安倍晋三首相=広島市中区で2020年8月6日(代表撮影)

 「首相会見」をめぐって、国民の間にかつてないほどの不信が渦巻いている。安倍晋三首相は6日、広島市で開かれた平和記念式典に合わせて実に49日ぶりの記者会見に臨んだが、追加取材を受けず、わずか16分で会場を立ち去った。一方で、首相の“退散”を許した報道陣に対し、SNSなどでは不満の声も上がっている。新型コロナ禍という危機下にありながら、なぜこのような会見になってしまうのか。日々取材する記者は、この状況をどう考えているのか。毎日新聞政治部の記者と部長に話を聞いた。【山口朋辰、坂井隆之/統合デジタル取材センター】

 安倍首相は6日、広島市内で49日ぶりに記者会見を開いた。この会見は、平和記念式典など「原爆の日」関連行事出席の広島訪問に合わせて、例年、慣例的に行われているものだ。首相は、地元の広島市政記者クラブと、官邸の内閣記者会の代表社が予定していた質問計4問に答えると、追加質問のため挙手する記者たちを尻目に会場を立ち去った。会見時間はわずか16分だった。
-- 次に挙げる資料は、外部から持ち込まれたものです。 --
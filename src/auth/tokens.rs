//! Token Issuing and Verification
//!
//! Access and refresh tokens are HS256 JWTs signed in two independent
//! contexts, each with its own secret and lifetime.

use crate::config::AuthConfig;
use crate::error::AuthError;
use crate::auth::models::{TokenClaims, TokenKind};

use chrono::{DateTime, Duration, Utc};
use jsonwebtoken::{
    decode, encode, errors::ErrorKind, Algorithm, DecodingKey, EncodingKey, Header, Validation,
};
use uuid::Uuid;

/// Verifies tokens of exactly one kind
pub trait TokenVerifier: Send + Sync {
    fn kind(&self) -> TokenKind;

    /// Check signature, expiry, issuer, audience and kind
    fn verify(&self, token: &str) -> Result<TokenClaims, AuthError>;
}

/// A freshly signed token and the id embedded in it
#[derive(Debug, Clone)]
pub struct IssuedToken {
    pub token: String,
    pub token_id: Uuid,
}

/// One signing context
pub struct TokenSigner {
    kind: TokenKind,
    encoding_key: EncodingKey,
    decoding_key: DecodingKey,
    ttl: i64,
    issuer: String,
    audience: String,
}

impl TokenSigner {
    pub fn new(kind: TokenKind, secret: &str, ttl: i64, issuer: &str, audience: &str) -> Self {
        Self {
            kind,
            encoding_key: EncodingKey::from_secret(secret.as_bytes()),
            decoding_key: DecodingKey::from_secret(secret.as_bytes()),
            ttl,
            issuer: issuer.to_string(),
            audience: audience.to_string(),
        }
    }

    pub fn ttl(&self) -> i64 {
        self.ttl
    }

    /// Sign a token for a user with a new random token id
    pub fn sign(&self, user_id: Uuid, email: &str) -> Result<IssuedToken, AuthError> {
        self.sign_at(user_id, email, Utc::now())
    }

    pub(crate) fn sign_at(
        &self,
        user_id: Uuid,
        email: &str,
        issued_at: DateTime<Utc>,
    ) -> Result<IssuedToken, AuthError> {
        let exp = Duration::try_seconds(self.ttl)
            .and_then(|ttl| issued_at.checked_add_signed(ttl))
            .ok_or_else(|| {
                tracing::error!(kind = ?self.kind, ttl = self.ttl, "Token lifetime out of range");
                AuthError::Internal
            })?;

        let claims = TokenClaims {
            sub: user_id,
            email: email.to_string(),
            token_id: Uuid::new_v4(),
            typ: self.kind,
            iat: issued_at.timestamp(),
            exp: exp.timestamp(),
            iss: self.issuer.clone(),
            aud: self.audience.clone(),
        };

        let token = encode(&Header::new(Algorithm::HS256), &claims, &self.encoding_key)
            .map_err(|e| {
                tracing::error!("JWT signing failed: {:?}", e);
                AuthError::Internal
            })?;

        Ok(IssuedToken {
            token,
            token_id: claims.token_id,
        })
    }

    fn validation(&self) -> Validation {
        let mut validation = Validation::new(Algorithm::HS256);
        validation.set_issuer(&[&self.issuer]);
        validation.set_audience(&[&self.audience]);
        validation.leeway = 0;
        validation
    }
}

impl TokenVerifier for TokenSigner {
    fn kind(&self) -> TokenKind {
        self.kind
    }

    fn verify(&self, token: &str) -> Result<TokenClaims, AuthError> {
        let token_data =
            decode::<TokenClaims>(token, &self.decoding_key, &self.validation()).map_err(|e| {
                tracing::debug!(kind = ?self.kind, "JWT validation failed: {:?}", e);
                match e.kind() {
                    ErrorKind::ExpiredSignature => AuthError::TokenExpired,
                    _ => AuthError::TokenMalformed,
                }
            })?;

        if token_data.claims.typ != self.kind {
            tracing::debug!(expected = ?self.kind, got = ?token_data.claims.typ, "Token kind mismatch");
            return Err(AuthError::TokenMalformed);
        }

        Ok(token_data.claims)
    }
}

/// Mints and verifies both token kinds
pub struct TokenIssuer {
    access: TokenSigner,
    refresh: TokenSigner,
}

impl TokenIssuer {
    pub fn new(config: &AuthConfig) -> Self {
        Self {
            access: TokenSigner::new(
                TokenKind::Access,
                &config.access_secret,
                config.access_token_expiration,
                &config.jwt_issuer,
                &config.jwt_audience,
            ),
            refresh: TokenSigner::new(
                TokenKind::Refresh,
                &config.refresh_secret,
                config.refresh_token_expiration,
                &config.jwt_issuer,
                &config.jwt_audience,
            ),
        }
    }

    /// Sign an access token
    pub fn issue_access_token(&self, user_id: Uuid, email: &str) -> Result<IssuedToken, AuthError> {
        self.access.sign(user_id, email)
    }

    /// Sign a refresh token without recording it anywhere
    pub fn sign_refresh_token(&self, user_id: Uuid, email: &str) -> Result<IssuedToken, AuthError> {
        self.refresh.sign(user_id, email)
    }

    pub fn signer(&self, kind: TokenKind) -> &TokenSigner {
        match kind {
            TokenKind::Access => &self.access,
            TokenKind::Refresh => &self.refresh,
        }
    }

    pub fn verifier(&self, kind: TokenKind) -> &dyn TokenVerifier {
        self.signer(kind)
    }

    /// Access token lifetime in seconds
    pub fn access_ttl(&self) -> i64 {
        self.access.ttl()
    }
}
//! Create or reset the admin account.
//!
//! Reads `ADMIN_EMAIL` / `ADMIN_PASSWORD` (defaults `admin@example.com` /
//! `admin123`) and upserts an ADMIN user with an Argon2id hash.

use portfolio_api::auth::{Argon2Hasher, PgUserStore, UserResponse, UserRole, UserStore};
use portfolio_api::config::{DatabaseConfig, HashingConfig};
use portfolio_api::db;

use tracing_subscriber::{layer::SubscriberExt, util::SubscriberInitExt};

#[tokio::main]
async fn main() -> anyhow::Result<()> {
    dotenvy::dotenv().ok();

    tracing_subscriber::registry()
        .with(
            tracing_subscriber::EnvFilter::try_from_default_env()
                .unwrap_or_else(|_| "warn,portfolio_api=info".into()),
        )
        .with(tracing_subscriber::fmt::layer())
        .init();

    let email = std::env::var("ADMIN_EMAIL").unwrap_or_else(|_| "admin@example.com".to_string());
    let password = std::env::var("ADMIN_PASSWORD").unwrap_or_else(|_| "admin123".to_string());

    let hasher = Argon2Hasher::new(&HashingConfig::from_env()?)?;
    let password_hash = hasher.hash_password(&password)?;

    let pool = db::connect(&DatabaseConfig::from_env()?).await?;
    db::run_migrations(&pool).await?;

    let result = PgUserStore::new(pool.clone())
        .upsert_user(&email, &password_hash, UserRole::Admin)
        .await;
    pool.close().await;

    let admin = UserResponse::from(result?);
    println!("Admin user created: {}", serde_json::to_string_pretty(&admin)?);

    Ok(())
}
 この日、朝日新聞社は、同社の記者が首相官邸報道室の職員から右腕をつかまれたとして、報道室に抗議している。同社は4問目の質問が終わった後、記者が座ったまま右手を挙げて「総理、まだ質問があります」などと呼びかけたが、報道室職員が質問を制止しながら短時間、右腕をつかんだ、としている。これに対し、官邸報道室の富永健嗣報道室長は「広島空港への移動時間が迫り、速やかな移動を促すべく職員が注意喚起を行ったが、腕をつかむことはしていない」とのコメントを発表した。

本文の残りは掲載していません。